クレームは、発生した時に対応すればいいと、考えている医院もあると思います。
しかし、クレームは突然くるものです。
事前にどういった対応をするのか決めていないと、適切な対応ができないケースが多いでしょう。
間違った対応は、患者さんを不快にさせるだけでなく、歯科医院にとっても大きな影響が出る可能性があります。
そこで今回は、対面でのクレーム対応の3つのポイントについて解説していきます。
是非、クレーム対応の参考にしてください。
1 クレーム対応のマニュアルは事前に作っておく
クレーム時に、スタッフが間違った対応をすると患者さんの怒りが増して、さらにクレームを伝えてくる場合があります。
クレームが長時間になるほど、受けとる側のスタッフのストレスになり、対応が雑になるケースも少なくありません。
その結果、患者さんが周りに医院の評判を悪く言ったり、来院数が減ったりする傾向があります。
さらに、クレーム対応をするスタッフや院長には、ストレスが溜まるので、仕事へのモチベーション低下にもなりやすいでしょう。
事前にクレーム対応のマニュアルを作成していれば、トラブルが起きたときに焦らず、冷静な対応ができます。
適切な対応ができ、トラブルの悪化を防ぐことにも繋がります。
2 クレーム対応のポイントは3つ
クレーム対応では、次の3つのポイントを押さえておきましょう。
①話しを最後まで聞く、ゆっくりと話す
まずは、患者さんの話を遮らないようにしましょう。
早く謝らなければと思い、話の途中で「申し訳ございませんでした。
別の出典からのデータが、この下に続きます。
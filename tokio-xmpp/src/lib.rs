//! Asynchronous XMPP (RFC 6120/6121) connection and session core.
//!
//! This crate covers exactly the hardest part of an XMPP client: opening a
//! TCP connection, negotiating TLS (STARTTLS or legacy SSL-on-connect),
//! authenticating (SASL or the legacy `jabber:iq:auth`), binding a
//! resource, optionally establishing an RFC 3921 session, and then
//! multiplexing stanzas over the live stream through a porter that
//! dispatches to priority-ordered handlers and tracks outstanding IQ
//! request/response correlations.
//!
//! High-level XEP features (PubSub, roster, presence, service discovery,
//! ...) are not implemented here; this crate stops at the porter and
//! session façade. A generic XML parser/writer is likewise out of scope:
//! [`xml`] carries only the minimal element tree and stream framing this
//! crate's own stanza handling needs.
//!
//! A typical connection:
//!
//! ```no_run
//! use tokio_xmpp::connector::{connect, ConnectorConfig};
//! use tokio_xmpp::session::Session;
//! use tokio_xmpp::tls::VerificationLevel;
//!
//! # async fn run() -> Result<(), Box<dyn std::error::Error>> {
//! let config = ConnectorConfig {
//!     jid: "juliet@example.com".parse()?,
//!     password: "r0m30myr0m30".to_string(),
//!     resource: None,
//!     xmpp_server: None,
//!     xmpp_port: None,
//!     old_ssl: false,
//!     legacy: false,
//!     tls_required: true,
//!     plaintext_auth_allowed: false,
//!     encrypted_plain_auth_ok: true,
//!     tls_verification: VerificationLevel::Strict,
//!     establish_session: false,
//! };
//! let connected = connect(&config).await?;
//! let session = Session::new(connected);
//! let porter = session.get_porter();
//! # let _ = porter;
//! # Ok(())
//! # }
//! ```

pub mod auth;
pub mod connector;
pub mod error;
pub mod legacy_auth;
pub mod porter;
pub mod session;
pub mod stanza;
pub mod tls;
pub mod xml;
pub mod xmlstream;

pub use error::{AuthError, CertVerificationError, ConnectorError, FramedConnectionError, PorterError};
pub use porter::Porter;
pub use session::Session;
pub use stanza::Stanza;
」と言って話を遮ってしまうと、「謝れば済む問題じゃない!」と返って怒りを増幅させやすいです。
感情的になっているときの人は、不満に思っていることを全て出したいという欲求をもっています。
患者さんが話終えるまでは、邪魔をせずに傾聴することに徹しましょう。
また、クレーム対応では、冷静にゆっくりと会話をするのが基本になります。
お互いが早口になれば、さらに感情的になり収集がつかなくなることもあります。
患者さんの話を聞き終えた後は、ゆっくりと話すようにしましょう。
人は無意識のうちに、相手のペースにのまれてしまう傾向があるからです。
こちらが落ち着いた態度をとっているうちに、相手の気持ちも落ち着くようになるでしょう。
②質問をする
患者さんの怒りを静めるために「まあまあ、落ち着いて」「お静かにお願いします」
などといった声かけは、返って怒りを増幅させる可能性があります。
なぜなら、適当にあしらわれている、自分の話しを聞いてくれないと感じるからです。
そのため、患者さんが話した後は、質問で返すのがおすすめです。
例えば、「入れ歯が何度も壊れて不便だ。」とクレームを言われた場合。
「今回はなぜ壊れたと思いますか?」と質問してみましょう。
・固い物を食べてしまった
・力を入れて(無理矢理)入れ歯をはめた
など、入れ歯が壊れた原因を相手に考えさせて、怒りをそらせる効果が期待できます。
③事実を確認し改善策を話す
クレーム対応の時は、患者さんの不満を確認することが大事です。
例えば、治療を終えてから会計までの待ち時間が長いことにクレームを言われた場合。
「〇〇さんは、治療を終えてからお会計をするまでの待ち時間が長いことに、怒っていらっしゃるのですね?」
というように、何に対して不満をもっているのかを把握し、確認しましょう。
確認することで、話をしっかりと聞いているのが相手に伝わり、
怒りを抑える効果も期待できます。
その後、「待ち時間が長くなりそうな時は、先にこちらからお声がけするべきでした。」「私と受付スタッフとの連携がとれていませんでした。申し訳ございません。」
など、今後の改善策を伝えることで、相手は受け入れてくれたと感じて冷静さを取り戻すでしょう。
3 まとめ
クレーム対応では、次の3つのポイントが大切です。
・話しを最後まで聞く、ゆっくりと話す
・質問をする
・事実を確認し改善策を話す
トラブルが起きる前に、医院独自のクレーム対応マニュアルを作成しておくのがおすすめです。
実際にトラブルが起きたときに、スタッフや院長が冷静に対処しやすくなるでしょう。
クレームは患者さんが期待しているからこそ生まれます。
患者さんのクレームをしっかりと受け止め改善し、歯科医院をより良くしていきましょう。